Root exudates drive the soil-borne legacy of aboveground pathogen infection

Jun Yuan, Jun Zhao, Tao Wen, Mengli Zhao, Rong Li, Pim Goossens, Qiwei Huang, Yang Bai, Jorge M. Vivanco, George A. Kowalchuk, Roeland L. Berendsen, Qirong Shen

Plants are capable of building up beneficial rhizosphere communities as is evidenced by disease-suppressive soils. However, it is not known how and why soil bacterial communities are impacted by plant exposure to foliar pathogens and if such responses might improve plant performance in the presence of the pathogen. Here, we conditioned soil by growing multiple generations (five) of Arabidopsis thaliana inoculated aboveground with Pseudomonas syringae pv tomato (Pst) in the same soil. We then examined rhizosphere communities and plant performance in a subsequent generation (sixth) grown in pathogen-conditioned versus control-conditioned soil.
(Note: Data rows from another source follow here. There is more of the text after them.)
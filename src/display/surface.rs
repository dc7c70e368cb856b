//! Which surface is on screen and the visual effects applied at presentation

use image::{imageops, RgbaImage};

use crate::capture::frame::FrameBuffer;
use crate::filter::FilterMode;

#[derive(Debug, Clone, Copy, PartialEq, Eq)]
pub enum VisibleSurface {
    /// Raw camera feed
    Preview,
    /// Pixel buffer written by the filter engine
    Processed,
}

#[derive(Debug, Clone, Copy, PartialEq)]
pub enum PreviewEffect {
    None,
    Blur { radius_px: f32 },
}

#[derive(Debug, Clone, Copy, PartialEq)]
pub struct SurfaceOptions {
    pub blur_radius_px: f32,
    pub mirror_processed: bool,
}

impl Default for SurfaceOptions {
    fn default() -> Self {
        Self {
            blur_radius_px: 5.0,
            mirror_processed: true,
        }
    }
}

#[derive(Debug, Clone, Copy, PartialEq)]
pub struct SurfaceState {
    pub width: u32,
    pub height: u32,
    pub visible: VisibleSurface,
    pub preview_effect: PreviewEffect,
    pub mirrored: bool,
}

impl SurfaceState {
    /// Plain preview, no effects; what is shown while no stream runs
    pub fn preview(width: u32, height: u32) -> Self {
        Self {
            width,
            height,
            visible: VisibleSurface::Preview,
            preview_effect: PreviewEffect::None,
            mirrored: false,
        }
    }

    /// Re-arrange for `mode` keeping the current dimensions
    pub fn apply_mode(&mut self, mode: FilterMode, options: &SurfaceOptions) {
        if mode.transforms_pixels() {
            self.visible = VisibleSurface::Processed;
            self.preview_effect = PreviewEffect::None;
            self.mirrored = options.mirror_processed;
            return;
        }

        self.visible = VisibleSurface::Preview;
        self.mirrored = false;
        self.preview_effect = match mode {
            FilterMode::Blur => PreviewEffect::Blur {
                radius_px: options.blur_radius_px,
            },
            _ => PreviewEffect::None,
        };
    }
}

/// Final pixels for the window: the preview's blur or the processed surface's
/// mirror, whichever the surface state asks for.
pub fn present(frame: &FrameBuffer, surface: &SurfaceState) -> FrameBuffer {
    match surface.visible {
        VisibleSurface::Preview => match surface.preview_effect {
            PreviewEffect::Blur { radius_px } if radius_px > 0.0 => {
                with_image(frame, |img| imageops::blur(img, radius_px))
            }
            _ => frame.clone(),
        },
        VisibleSurface::Processed if surface.mirrored => {
            with_image(frame, |img| imageops::flip_horizontal(img))
        }
        VisibleSurface::Processed => frame.clone(),
    }
}

fn with_image(frame: &FrameBuffer, op: impl FnOnce(&RgbaImage) -> RgbaImage) -> FrameBuffer {
    let (width, height) = frame.dimensions();
    let Some(img) = RgbaImage::from_raw(width, height, frame.as_bytes().to_vec()) else {
        return frame.clone();
    };
    FrameBuffer::new(width, height, op(&img).into_raw()).unwrap_or_else(|_| frame.clone())
}

#[cfg(test)]
mod tests {
    use super::*;

    fn stripes() -> FrameBuffer {
        let mut frame = FrameBuffer::blank(8, 8);
        for y in 0..8 {
            for x in 0..8 {
                let v = if x % 2 == 0 { 255 } else { 0 };
                frame.set_pixel(x, y, [v, v, v, 255]);
            }
        }
        frame
    }

    #[test]
    fn processed_modes_show_mirrored_canvas() {
        let options = SurfaceOptions::default();
        for mode in [FilterMode::Grayscale, FilterMode::Sepia, FilterMode::EdgeDetect] {
            let mut surface = SurfaceState::preview(4, 4);
            surface.apply_mode(mode, &options);
            assert_eq!(surface.visible, VisibleSurface::Processed);
            assert!(surface.mirrored);
            assert_eq!(surface.preview_effect, PreviewEffect::None);
        }
    }

    #[test]
    fn blur_stays_on_preview_unmirrored() {
        let mut surface = SurfaceState::preview(4, 4);
        surface.apply_mode(FilterMode::Grayscale, &SurfaceOptions::default());
        surface.apply_mode(FilterMode::Blur, &SurfaceOptions::default());
        assert_eq!(surface.visible, VisibleSurface::Preview);
        assert!(!surface.mirrored);
        assert_eq!(surface.preview_effect, PreviewEffect::Blur { radius_px: 5.0 });
    }

    #[test]
    fn passthrough_clears_effects() {
        let mut surface = SurfaceState::preview(4, 4);
        surface.apply_mode(FilterMode::Blur, &SurfaceOptions::default());
        surface.apply_mode(FilterMode::Passthrough, &SurfaceOptions::default());
        assert_eq!(surface, SurfaceState::preview(4, 4));
    }

    #[test]
    fn mirroring_can_be_disabled() {
        let options = SurfaceOptions {
            mirror_processed: false,
            ..SurfaceOptions::default()
        };
        let mut surface = SurfaceState::preview(4, 4);
        surface.apply_mode(FilterMode::Sepia, &options);
        assert!(!surface.mirrored);
    }

    #[test]
    fn present_mirrors_processed_surface() {
        let mut frame = FrameBuffer::blank(3, 1);
        frame.set_pixel(0, 0, [1, 0, 0, 255]);
        frame.set_pixel(2, 0, [3, 0, 0, 255]);

        let mut surface = SurfaceState::preview(3, 1);
        surface.apply_mode(FilterMode::Grayscale, &SurfaceOptions::default());
        let shown = present(&frame, &surface);
        assert_eq!(shown.pixel(0, 0), [3, 0, 0, 255]);
        assert_eq!(shown.pixel(2, 0), [1, 0, 0, 255]);
    }

    #[test]
    fn present_blurs_preview_only_when_asked() {
        let frame = stripes();
        let plain = SurfaceState::preview(8, 8);
        assert_eq!(present(&frame, &plain), frame);

        let mut blurred = plain;
        blurred.apply_mode(FilterMode::Blur, &SurfaceOptions::default());
        let shown = present(&frame, &blurred);
        assert_eq!(shown.dimensions(), (8, 8));
        let centre = shown.pixel(4, 4);
        assert!(centre[0] > 0 && centre[0] < 255, "got {centre:?}");
    }
}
Moreover, we assessed the role of altered root exudation profiles in shaping the root microbiome of infected plants. Plants grown in conditioned soil showed increased levels of jasmonic acid and improved disease resistance. Illumina Miseq 16S rRNA gene tag sequencing revealed that both rhizosphere and bulk soil bacterial communities were altered by Pst infection. Infected plants exhibited significantly higher exudation of amino acids, nucleotides, and long-chain organic acids (LCOAs) (C > 6) and lower exudation levels for sugars, alcohols, and short-chain organic acids (SCOAs) (C ≤ 6). Interestingly, addition of exogenous amino acids and LCOA also elicited a disease-suppressive response. Collectively, our data suggest that plants can recruit beneficial rhizosphere communities via modification of plant exudation patterns in response to exposure to aboveground pathogens to the benefit of subsequent plant generations.